Example 9. Morphological study of tumor cells in the process of specific cytolysis of tumor cells

After mixing RUMS (effector cells) with SW1116 cells (target cells) in L15 medium (10% FBS) at a ratio of E/T, is equal to 5, and adding purified CEA-scTsAb at a concentration of 1 mg/ml and the mixture incubated at 37°C for 20-40 hours in an incubator with 5% CO2. Morphological changes of tumor cells and RVMS observed using a 40 x objective lens in an inverted microscope (OLYMPUS IMT-2 and recorded on the micrographs. As shown in Fig (A)-(G), there are four stages of morphological changes.

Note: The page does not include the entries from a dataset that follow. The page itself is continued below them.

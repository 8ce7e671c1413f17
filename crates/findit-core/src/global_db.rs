//! Per-user aggregated search store
//!
//! Holds lossy mirrors of every folder DB's videos and clips, the FTS index
//! over clip descriptors, per-folder sync cursors, and the search history.
//! All mirror writes are UPSERTs keyed by `(source_folder, source_id)`.

use std::collections::{HashMap, HashSet};
use std::path::Path;

use rusqlite::{params, params_from_iter, Connection, OptionalExtension, Row};
use tracing::{debug, info};

use crate::error::{FindItError, Result};
use crate::migrations::{
    apply_migrations, create_clips_fts, drop_clips_fts, global_migrations, FTS_WEIGHTS,
};
use crate::model::{
    now_epoch, tags_to_fts_tokens, Clip, ClipFilters, ClipId, ColorLabel, SearchHistoryEntry,
    SortBy, SyncMeta, Video, VideoId,
};

/// Hydration rows are fetched in id-batches below SQLite's bind limit
const HYDRATE_BATCH: usize = 900;

/// Display metadata for one search hit
#[derive(Debug, Clone)]
pub struct ClipResultData {
    pub clip_id: ClipId,
    pub source_folder: String,
    pub source_clip_id: i64,
    pub video_path: String,
    pub file_name: String,
    pub start_secs: f64,
    pub end_secs: f64,
    pub thumbnail_path: Option<String>,
    pub scene: String,
    pub description: String,
    pub transcript: String,
    pub tags: String,
    pub shot_type: String,
    pub mood: String,
    pub rating: i64,
    pub color_label: Option<ColorLabel>,
    pub duration_secs: f64,
    pub created_at: i64,
}

/// Aggregate counts for the stats surface
#[derive(Debug, Clone, PartialEq, Eq)]
pub struct GlobalStats {
    pub folders: i64,
    pub videos: i64,
    pub clips: i64,
    pub clips_with_embeddings: i64,
    pub searches_recorded: i64,
}

/// Connection wrapper for the aggregated store
pub struct GlobalDb {
    conn: Connection,
}
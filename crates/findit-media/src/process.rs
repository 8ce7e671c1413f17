//! Bounded subprocess execution for external media tools
//!
//! Every external tool call goes through [`run_tool`]: stdin closed, output
//! captured, a hard wall-clock timeout, and `kill_on_drop` so that cancelling
//! the calling task terminates the child.

use std::path::Path;
use std::process::Stdio;
use std::time::Duration;

use tokio::process::Command;
use tracing::debug;

use crate::{MediaError, Result};

/// Default per-invocation timeout for media tools
pub const DEFAULT_TOOL_TIMEOUT: Duration = Duration::from_secs(300);

/// Captured output of a finished tool invocation
#[derive(Debug)]
pub struct ToolOutput {
    pub stdout: Vec<u8>,
    pub stderr: String,
}

/// Check that a tool is reachable, either as an absolute path or on PATH
pub fn resolve_tool(tool: &str) -> Result<std::path::PathBuf> {
    if Path::new(tool).is_absolute() {
        let path = Path::new(tool);
        if path.exists() {
            return Ok(path.to_path_buf());
        }
        return Err(MediaError::ToolNotFound(tool.to_string()));
    }
    which::which(tool).map_err(|_| MediaError::ToolNotFound(tool.to_string()))
}

/// Run an external tool to completion, enforcing `timeout`
///
/// A non-zero exit is an error carrying the stderr tail. Expect-failure
/// callers (probes) should map the error themselves.
pub async fn run_tool(tool: &str, args: &[String], timeout: Duration) -> Result<ToolOutput> {
    let program = resolve_tool(tool)?;
    debug!(tool, ?args, "spawning media tool");

    let child = Command::new(&program)
        .args(args)
        .stdin(Stdio::null())
        .stdout(Stdio::piped())
        .stderr(Stdio::piped())
        .kill_on_drop(true)
        .spawn()?;

    let output = match tokio::time::timeout(timeout, child.wait_with_output()).await {
        Ok(result) => result?,
        Err(_) => {
            return Err(MediaError::ToolTimedOut {
                tool: tool.to_string(),
                seconds: timeout.as_secs(),
            });
        }
    };

    let stderr = String::from_utf8_lossy(&output.stderr).into_owned();
    if !output.status.success() {
        return Err(MediaError::ToolFailed {
            tool: tool.to_string(),
            status: output.status.code().unwrap_or(-1),
            stderr: tail(&stderr, 2048),
        });
    }

    Ok(ToolOutput {
        stdout: output.stdout,
        stderr,
    })
}

/// Run a tool where a non-zero exit is still useful (ffmpeg writes analysis
/// output to stderr and can exit non-zero on `-f null` pipelines)
pub async fn run_tool_capture(tool: &str, args: &[String], timeout: Duration) -> Result<ToolOutput> {
    match run_tool(tool, args, timeout).await {
        Ok(out) => Ok(out),
        Err(MediaError::ToolFailed { stderr, .. }) => Ok(ToolOutput {
            stdout: Vec::new(),
            stderr,
        }),
        Err(e) => Err(e),
    }
}

fn tail(s: &str, max: usize) -> String {
    if s.len() <= max {
        return s.to_string();
    }
    let start = s.len() - max;
    // Respect char boundaries
    let start = (start..s.len()).find(|&i| s.is_char_boundary(i)).unwrap_or(0);
    s[start..].to_string()
}

#[cfg(test)]
mod tests {
    use super::*;

    #[test]
    fn test_resolve_missing_tool() {
        let err = resolve_tool("definitely-not-a-real-tool-xyz").unwrap_err();
        assert!(matches!(err, MediaError::ToolNotFound(_)));
    }

    #[test]
    fn test_tail_short_string() {
        assert_eq!(tail("abc", 10), "abc");
    }

    #[test]
    fn test_tail_truncates() {
        let long = "x".repeat(5000);
        assert_eq!(tail(&long, 100).len(), 100);
    }

    #[tokio::test]
    async fn test_run_tool_missing_binary() {
        let err = run_tool("definitely-not-a-real-tool-xyz", &[], DEFAULT_TOOL_TIMEOUT)
            .await
            .unwrap_err();
        assert!(matches!(err, MediaError::ToolNotFound(_)));
    }
}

Example 10. Determination of proliferation of effector cells, inkubiruemykh with target cells and CEA-scTsAb.

The proliferation of EF is Echternach cells (mainly T lymphocytes), detected by MTT analysis, can be used to assess the activation of T-lymphocytes induced by joint incubation of tumor cells and CEA-scTsAb.

Sequence of operations:

(1) RWMS was obtained according to example 6.

(2) Tumor cells SW1116 were cultured and collected according to example 6.

(3) the Concentration of cells SW1116 drove about 106/ml in L15 medium containing mitomycin C (25 μg/ml, Sigma) and the cell mixture was incubated at 37°C in an incubator with 5% CO2within 20 minutes. After triple washing of tumor cells in PBS remaining mitomycin C was removed from the culture medium.

(4) the Concentration of cells SW1116 brought up to 105/ml and the concentration RVMS brought up to 5×105/ml in L15 medium. 100 ál of cells were planted in 96-well plate and cells were incubated at 37°C in an incubator with 5% CO2within 4 days. For each concentration of CEA-scTsAb used on 4 holes. Negative controls: wells without the addition of CEA-scTsAb for each ratio E/T; wells containing only effector cells; wells containing only target cells; wells containing no cells.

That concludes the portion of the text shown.